BURLINGTON AIR NATIONAL GUARD BASE, Vt. — The 115th Fighter Wing’s drive to accelerate, change or lose couldn’t be more pronounced as they continue their transition from the F-16 Fighting Falcon to the F-35 Lightning II.
In preparation for the arrival of the F-35 in spring of 2023, approximately 25 Wisconsin Air National Guardsmen have volunteered to be the first Airmen to receive advanced training at U.S. Air Force and Air National Guard facilities.
Out of five installations across the U.S where Wisconsin Guardsmen are training, the 158th Fighter Wing of the Vermont Air National Guard provides a truly unique experience compared to the other units.
“As the first Air National Guard unit to receive the F-35 we didn’t have the kind of luxury training your Airmen are receiving,” said Chief Master Sgt. Mark Winger, the 158th Maintenance Group superintendent, Burlington Air National Guard Base, Vermont. “It’s truly a unique feature that as Guardsmen you get to learn what it’s like to operate this 5th generation fighter as a Guard unit and take that experience home.”
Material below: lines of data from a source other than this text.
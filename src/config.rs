//! Process settings.
//!
//! Defaults, then an optional TOML file named by `STEEP_CONFIG`, then
//! individual environment overrides:
//!
//! | Variable | Field | Default |
//! |---|---|---|
//! | `STEEP_LISTEN` | `listen` | `0.0.0.0:2048` |
//! | `STEEP_STATIC_DIR` | `static_dir` | `client/build` |
//! | `STEEP_LOG` | `log_filter` | `info` |
//! | `STEEP_ADMIN_USER` | `admin_user` | `jemo` |
//! | `STEEP_MAX_BODY_BYTES` | `max_body_bytes` | `1048576` |
//!
//! ```toml
//! listen = "127.0.0.1:8080"
//! static_dir = "public"
//! log_filter = "steep=debug,info"
//! ```

use std::net::SocketAddr;
use std::path::PathBuf;

use serde::Deserialize;

use crate::server::DEFAULT_MAX_BODY_BYTES;

#[derive(Debug, thiserror::Error)]
pub enum ConfigError {
    #[error("cannot read `{path}`: {source}")]
    Read {
        path: PathBuf,
        #[source]
        source: std::io::Error,
    },

    #[error("cannot parse `{path}`: {source}")]
    Parse {
        path: PathBuf,
        #[source]
        source: toml::de::Error,
    },

    #[error("invalid value for {var}: `{value}`")]
    InvalidVar { var: &'static str, value: String },
}

#[derive(Clone, Debug, PartialEq, Eq, Deserialize)]
#[serde(default, deny_unknown_fields)]
pub struct Settings {
    /// Socket address the server binds.
    pub listen: SocketAddr,
    /// Directory served for unmatched paths. Empty disables the fallback.
    pub static_dir: PathBuf,
    /// `tracing-subscriber` filter directives, overridden by `RUST_LOG`.
    pub log_filter: String,
    /// Principal attached to `/admin` requests.
    pub admin_user: String,
    /// Largest request body the server buffers.
    pub max_body_bytes: usize,
}

impl Default for Settings {
    fn default() -> Self {
        Self {
            listen: SocketAddr::from(([0, 0, 0, 0], 2048)),
            static_dir: PathBuf::from("client/build"),
            log_filter: "info".to_owned(),
            admin_user: "jemo".to_owned(),
            max_body_bytes: DEFAULT_MAX_BODY_BYTES,
        }
    }
}

impl Settings {
    /// Loads settings from the process environment.
    pub fn load() -> Result<Self, ConfigError> {
        Self::from_lookup(|var| std::env::var(var).ok())
    }

    /// Loads settings through `lookup`, which maps a variable name to its
    /// value.
    pub fn from_lookup(lookup: impl Fn(&str) -> Option<String>) -> Result<Self, ConfigError> {
        let mut settings = match lookup("STEEP_CONFIG") {
            Some(path) => Self::from_file(PathBuf::from(path))?,
            None => Self::default(),
        };

        if let Some(value) = lookup("STEEP_LISTEN") {
            settings.listen = value
                .parse()
                .map_err(|_| ConfigError::InvalidVar { var: "STEEP_LISTEN", value })?;
        }
        if let Some(value) = lookup("STEEP_STATIC_DIR") {
            settings.static_dir = PathBuf::from(value);
        }
        if let Some(value) = lookup("STEEP_LOG") {
            settings.log_filter = value;
        }
        if let Some(value) = lookup("STEEP_ADMIN_USER") {
            if value.trim().is_empty() {
                return Err(ConfigError::InvalidVar { var: "STEEP_ADMIN_USER", value });
            }
            settings.admin_user = value;
        }
        if let Some(value) = lookup("STEEP_MAX_BODY_BYTES") {
            settings.max_body_bytes = value
                .parse()
                .map_err(|_| ConfigError::InvalidVar { var: "STEEP_MAX_BODY_BYTES", value })?;
        }

        Ok(settings)
    }

    fn from_file(path: PathBuf) -> Result<Self, ConfigError> {
        let text = std::fs::read_to_string(&path)
            .map_err(|source| ConfigError::Read { path: path.clone(), source })?;
        toml::from_str(&text).map_err(|source| ConfigError::Parse { path, source })
    }

    /// The static directory, unless serving static files is disabled.
    pub fn static_root(&self) -> Option<&std::path::Path> {
        (!self.static_dir.as_os_str().is_empty()).then_some(self.static_dir.as_path())
    }
}

#[cfg(test)]
mod tests {
    use std::collections::HashMap;
    use std::io::Write;

    use super::*;

    fn lookup(vars: &[(&str, &str)]) -> impl Fn(&str) -> Option<String> + use<> {
        let vars: HashMap<String, String> = vars
            .iter()
            .map(|(k, v)| ((*k).to_owned(), (*v).to_owned()))
            .collect();
        move |key| vars.get(key).cloned()
    }

    #[test]
    fn defaults_without_environment() {
        let settings = Settings::from_lookup(lookup(&[])).unwrap();
        assert_eq!(settings, Settings::default());
        assert_eq!(settings.listen.port(), 2048);
        assert_eq!(settings.static_root(), Some(std::path::Path::new("client/build")));
    }

    #[test]
    fn environment_overrides() {
        let settings = Settings::from_lookup(lookup(&[
            ("STEEP_LISTEN", "127.0.0.1:9000"),
            ("STEEP_STATIC_DIR", ""),
            ("STEEP_ADMIN_USER", "root"),
            ("STEEP_MAX_BODY_BYTES", "4096"),
        ]))
        .unwrap();

        assert_eq!(settings.listen, "127.0.0.1:9000".parse().unwrap());
        assert_eq!(settings.static_root(), None);
        assert_eq!(settings.admin_user, "root");
        assert_eq!(settings.max_body_bytes, 4096);
    }

    #[test]
    fn bad_listen_address_is_reported() {
        let err = Settings::from_lookup(lookup(&[("STEEP_LISTEN", "nowhere")])).unwrap_err();
        assert!(matches!(err, ConfigError::InvalidVar { var: "STEEP_LISTEN", .. }));

        let err = Settings::from_lookup(lookup(&[("STEEP_MAX_BODY_BYTES", "1MB")])).unwrap_err();
        assert!(matches!(err, ConfigError::InvalidVar { var: "STEEP_MAX_BODY_BYTES", .. }));
    }

    #[test]
    fn file_then_environment() {
        let mut file = tempfile::NamedTempFile::new().unwrap();
        writeln!(file, "listen = \"127.0.0.1:8080\"\nlog_filter = \"debug\"").unwrap();
        let path = file.path().to_str().unwrap().to_owned();

        let settings = Settings::from_lookup(lookup(&[
            ("STEEP_CONFIG", path.as_str()),
            ("STEEP_LOG", "warn"),
        ]))
        .unwrap();

        assert_eq!(settings.listen.port(), 8080);
        assert_eq!(settings.log_filter, "warn");
        assert_eq!(settings.admin_user, "jemo");
    }

    #[test]
    fn unknown_file_keys_are_rejected() {
        let mut file = tempfile::NamedTempFile::new().unwrap();
        writeln!(file, "port = 1").unwrap();
        let path = file.path().to_str().unwrap().to_owned();

        let err = Settings::from_lookup(lookup(&[("STEEP_CONFIG", path.as_str())])).unwrap_err();
        assert!(matches!(err, ConfigError::Parse { .. }));
    }
}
For Staff Sgt. Marcel Emond, a crew chief with the 115th Fighter Wing who’s been training with the 158th Fighter Wing for just over a year, that couldn’t be more true.
“I’m excited to come back and spread the wealth of knowledge we’ve gained here with all the other maintainers that went to active-duty units,” Emond said. “Once we get home the plan is for all the maintainers to sit down together and hash out what we saw differently at all the locations to determine the best practices for the 115th.”
As Madison’s first F-35 Lightning II is slated to arrive in just under a year, it’s up to these volunteer Wisconsin Air National Guardsmen to ensure that the wing is trained and fully prepared for the arrival of the 5th Generation fighter.
“The more we can get people out here to figure out what you guys are doing and learn the capabilities of this jet first-hand, the more beneficial it will be to the unit,” said Col. Bart Van Roo, 115th Fighter Wing commander.
With such a vast group of volunteer Airmen spread out across the country, the 115th Fighter Wing will benefit from each of the five units’ unique training capabilities allowing the Airmen to determine what works, what doesn’t and what will be the overall best for the wing.
After all, it will be the job of these volunteer Airmen to train their wingmen once they return home.
“Volunteering to be the first ones training on the F-35 shows our Airmen’s willingness to accelerate change and adapt to new things,” said Chief Master Sgt. Brian Carroll, the 115th Fighter Wing command chief. “There’s no doubt that these Airmen will become the next leaders of the wing.”